An exact reproduction of the data below is the required answer.

Given records START

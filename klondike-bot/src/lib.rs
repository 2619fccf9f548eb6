//! The greedy Klondike bot: one action per call, first applicable rule wins.
mod hint;
mod planner;

pub use crate::hint::{FALLBACK_HINT, hint, hint_action};
pub use crate::planner::next_action;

Given records END

**Solution to this exercise**
filename klondike-bot/src/lib.rs
repository 2619fccf9f548eb6
//! The greedy Klondike bot: one action per call, first applicable rule wins.
mod hint;
mod planner;

pub use crate::hint::{FALLBACK_HINT, hint, hint_action};
pub use crate::planner::next_action;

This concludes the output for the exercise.